Peer-review started: May 3, 2016
First decision: June 17, 2016
Revised: August 8, 2016
Accepted: August 27, 2016
Article in press: August 29, 2016
Published online: November 15, 2016
To evaluate the impact of pioglitazone pharmacotherapy in median nerve electrophysiology in the carpal tunnel among type 2 diabetes patients.
The study was executed in patients with type 2 diabetes, treated with oral drugs, categorized under pioglitazone or non-pioglitazone group (14 in each group), and who received electrophysiological evaluation by nerve conduction velocity at baseline and 3 mo.
At 3 mo, pioglitazone-category had inferior amplitude in sensory median nerve [8.5 interquartile range (IQR) = 6.5 to 11.5) vs non-pioglitazone 14.5 (IQR 10.5 to 18.75)] (P = 0.002).

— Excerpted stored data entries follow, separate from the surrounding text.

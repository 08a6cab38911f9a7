use crate::engine::EngineOptions;
use crate::types::LngLat;
use anyhow::{bail, Context, Result};
use serde::Deserialize;
use std::fs;
use std::path::{Path, PathBuf};

#[derive(Debug, Deserialize, Clone, Default)]
#[serde(default)]
pub struct AppConfig {
    pub map: MapConfig,
    pub server: ServerConfig,
    pub output: OutputConfig,
}

#[derive(Debug, Deserialize, Clone)]
#[serde(default)]
pub struct MapConfig {
    pub style_url: String,
    pub center: [f64; 2], // [lng, lat]
    pub zoom: f64,
    pub preview_zoom: f64,
    pub width: u32,
    pub height: u32,
}

impl Default for MapConfig {
    fn default() -> Self {
        Self {
            style_url: "mapbox://styles/mapbox/satellite-streets-v12".to_string(),
            center: [77.6245, 12.9352],
            zoom: 13.0,
            preview_zoom: 12.0,
            width: 1024,
            height: 768,
        }
    }
}

#[derive(Debug, Deserialize, Clone)]
#[serde(default)]
pub struct ServerConfig {
    pub port: u16,
    pub static_dir: PathBuf,
}

impl Default for ServerConfig {
    fn default() -> Self {
        Self { port: 8080, static_dir: PathBuf::from("public") }
    }
}

#[derive(Debug, Deserialize, Clone)]
#[serde(default)]
pub struct OutputConfig {
    pub snapshot: PathBuf,
}

impl Default for OutputConfig {
    fn default() -> Self {
        Self { snapshot: PathBuf::from("output/map.png") }
    }
}

impl AppConfig {
    pub fn load_from_file(path: &Path) -> Result<Self> {
        let content = fs::read_to_string(path)
            .with_context(|| format!("Failed to read config file: {:?}", path))?;
        let config: AppConfig = toml::from_str(&content)
            .with_context(|| "Failed to parse TOML configuration")?;
        config
            .validate()
            .with_context(|| format!("Invalid config file: {:?}", path))?;
        Ok(config)
    }

    pub fn validate(&self) -> Result<()> {
        if self.map.width == 0 || self.map.height == 0 {
            bail!("map size must be non-zero, got {}x{}", self.map.width, self.map.height);
        }
        Ok(())
    }

    /// Loads the file if it exists, otherwise falls back to defaults.
    pub fn load_or_default(path: &Path) -> Result<Self> {
        if path.exists() {
            Self::load_from_file(path)
        } else {
            tracing::info!(path = ?path, "config file not found, using defaults");
            Ok(Self::default())
        }
    }

    pub fn engine_options(&self, zoom: f64, access_token: &str) -> EngineOptions {
        EngineOptions {
            style_url: self.map.style_url.clone(),
            center: LngLat { lng: self.map.center[0], lat: self.map.center[1] },
            zoom,
            access_token: access_token.to_string(),
            width: self.map.width,
            height: self.map.height,
        }
    }
}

Non-pioglitazone category displayed amelioration in amplitude in the sensory median nerve [baseline 13 (IQR = 9 to 16.25) vs 3 mo 8.5 (IQR = 6.5 to 11.5)] (P = 0.01) and amplitude in motor median nerve [baseline 9 (IQR = 4.75 to 11) vs 3 mo 6.75 (IQR = 4.75 to 10.25)] (P = 0.049); and deterioration of terminal latency of in motor ulnar nerve [baseline 2.07 (IQR = 1.92 to 2.25) vs 3 mo 2.16 (IQR = 1.97 to 2.325)] (P = 0.043). There was amelioration of terminal latency in sensory ulnar nerve [baseline 2.45 (IQR = 2.315 to 2.88) vs 3 mo 2.37 (IQR = 2.275 to 2.445) for pioglitazone group (P = 0.038).

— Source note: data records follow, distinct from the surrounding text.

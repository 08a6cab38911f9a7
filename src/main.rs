pub mod types;
pub mod config;
pub mod data;
pub mod engine;
pub mod filter;
pub mod heatmap;
pub mod canvas;
pub mod overlay;
pub mod panel;
pub mod page;
pub mod render;
pub mod server;

use clap::{Parser, Subcommand};
use std::path::PathBuf;
use tracing_subscriber::EnvFilter;

use crate::filter::FilterAction;
use crate::page::{MapPage, PageVariant};
use crate::panel::FilterControls;
use crate::render::RasterEngine;
use crate::types::{CategoryFilter, TimeOfDay};

#[derive(Parser)]
#[command(author, version, about, long_about = None)]
struct Cli {
    /// Map access token; an empty value renders without basemap tiles
    #[arg(long, env = "MAPBOX_ACCESS_TOKEN", default_value = "", hide_env_values = true, global = true)]
    access_token: String,

    #[command(subcommand)]
    command: Commands,
}

#[derive(Subcommand)]
enum Commands {
    /// Serve the deal API and static map page
    Serve {
        #[arg(short, long, value_name = "FILE", default_value = "config.toml")]
        config: PathBuf,
    },
    /// Render a snapshot of the deal map to PNG
    Render {
        #[arg(short, long, value_name = "FILE", default_value = "config.toml")]
        config: PathBuf,
        /// Category chip, or "All"
        #[arg(long, default_value = "All")]
        category: CategoryFilter,
        #[arg(long, default_value = "Afternoon")]
        time: TimeOfDay,
        #[arg(long)]
        no_heatmap: bool,
        #[arg(long)]
        no_discounts: bool,
        /// Deal id to open the detail card for
        #[arg(long)]
        select: Option<u32>,
        /// Render the non-interactive preview variant
        #[arg(long)]
        preview: bool,
        #[arg(short, long, value_name = "FILE")]
        out: Option<PathBuf>,
    },
}

#[tokio::main]
async fn main() -> anyhow::Result<()> {
    tracing_subscriber::fmt()
        .with_env_filter(EnvFilter::try_from_default_env().unwrap_or_else(|_| EnvFilter::new("info")))
        .init();

    let cli = Cli::parse();

    match cli.command {
        Commands::Serve { config } => {
            let app_config = config::AppConfig::load_or_default(&config)?;
            server::start_server(app_config, cli.access_token).await?;
        }
        Commands::Render { config, category, time, no_heatmap, no_discounts, select, preview, out } => {
            let app_config = config::AppConfig::load_or_default(&config)?;
            let variant = if preview { PageVariant::Preview } else { PageVariant::Full };
            let options = app_config.engine_options(variant.zoom(&app_config.map), &cli.access_token);

            let mut page: MapPage<RasterEngine> = MapPage::new(variant, options);
            page.mount(RasterEngine::new);

            // Filters may land before the style does; the canvas replays them once ready.
            page.apply(FilterAction::SetCategory(category));
            page.apply(FilterAction::SetTime(time));
            page.apply(FilterAction::SetHeatmap(!no_heatmap));
            page.apply(FilterAction::SetDiscounts(!no_discounts));

            if let Some(engine) = page.canvas_mut().engine_mut() {
                engine.finish_style_load();
            }
            page.pump();

            if let Some(id) = select {
                page.apply(FilterAction::Select(id));
            }
            if let Some(card) = page.overlay_card() {
                tracing::info!(
                    deal = card.deal.name,
                    x = card.position.x,
                    y = card.position.y,
                    "detail card position"
                );
            }

            let out = out.unwrap_or_else(|| app_config.output.snapshot.clone());
            if let Some(engine) = page.canvas().engine() {
                engine.save_png(&out)?;
            }
            println!("Rendered {:?} map with {} deals to {:?}", page.variant(), page.canvas().marker_count(), out);
            page.unmount();
        }
    }

    Ok(())
}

Treatment with pioglitazone accentuates probability of compressive neuropathy. In spite of comparable glycemic control over 3 mo, patients treated with pioglitazone showed superior electrophysiological parameters for the ulnar nerve. Pioglitazone has favourable outcome in nerve electrophysiology which was repealed when the nerve was subjected to compressive neuropathy.

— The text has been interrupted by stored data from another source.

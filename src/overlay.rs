use crate::engine::{ListenerId, Viewport};
use crate::types::{Deal, ScreenPoint};
use serde::Serialize;
use tracing::debug;

/// Floating detail card pinned in screen space to the selected deal.
#[derive(Debug, Default)]
pub struct InfoOverlay {
    tracked: Option<Deal>,
    listener: Option<ListenerId>,
    position: Option<ScreenPoint>,
}

#[derive(Debug, Clone, PartialEq, Serialize)]
pub struct OverlayCard {
    pub deal: Deal,
    pub position: ScreenPoint,
}

impl InfoOverlay {
    pub fn new() -> Self {
        Self::default()
    }

    pub fn listener(&self) -> Option<ListenerId> {
        self.listener
    }

    /// Brings the subscription and position in line with the current selection.
    pub fn sync(&mut self, viewport: Option<&mut dyn Viewport>, selected: Option<&Deal>) {
        let Some(viewport) = viewport else {
            // The engine is gone, so is every listener it held.
            self.listener = None;
            self.position = None;
            self.tracked = selected.cloned();
            return;
        };

        match selected {
            None => {
                self.detach(viewport);
                self.tracked = None;
            }
            Some(deal) => {
                if self.listener.is_none() {
                    let listener = viewport.on_move();
                    debug!(?listener, deal = deal.id, "overlay subscribed to map moves");
                    self.listener = Some(listener);
                }
                self.tracked = Some(deal.clone());
                self.position = Some(viewport.project(deal.lng_lat()));
            }
        }
    }

    /// Recomputes the position on a viewport move addressed to this overlay.
    pub fn on_move(&mut self, viewport: &dyn Viewport, listener: ListenerId) -> bool {
        if self.listener != Some(listener) {
            return false;
        }
        match &self.tracked {
            Some(deal) => {
                self.position = Some(viewport.project(deal.lng_lat()));
                true
            }
            None => false,
        }
    }

    /// Drops the move subscription, if any.
    pub fn detach(&mut self, viewport: &mut dyn Viewport) {
        if let Some(listener) = self.listener.take() {
            viewport.off_move(listener);
            debug!(?listener, "overlay unsubscribed from map moves");
        }
        self.position = None;
    }

    pub fn card(&self) -> Option<OverlayCard> {
        let deal = self.tracked.clone()?;
        let position = self.position?;
        Some(OverlayCard { deal, position })
    }
}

Core tip: Significant findings of the study: (1) Non-pioglitazone group showed favourable outcome in amplitude in the sensory and motor median nerve, and aggravation of terminal latency of motor ulnar nerve; and (2) Pioglitazone group showed favourable outcome of terminal latency in sensory ulnar nerve. What this study adds: (1) Pioglitazone has beneficial effect on nerve electrophysiology; and (2) The beneficial effect is nullified by the higher risk of compressive neuropathy conferred.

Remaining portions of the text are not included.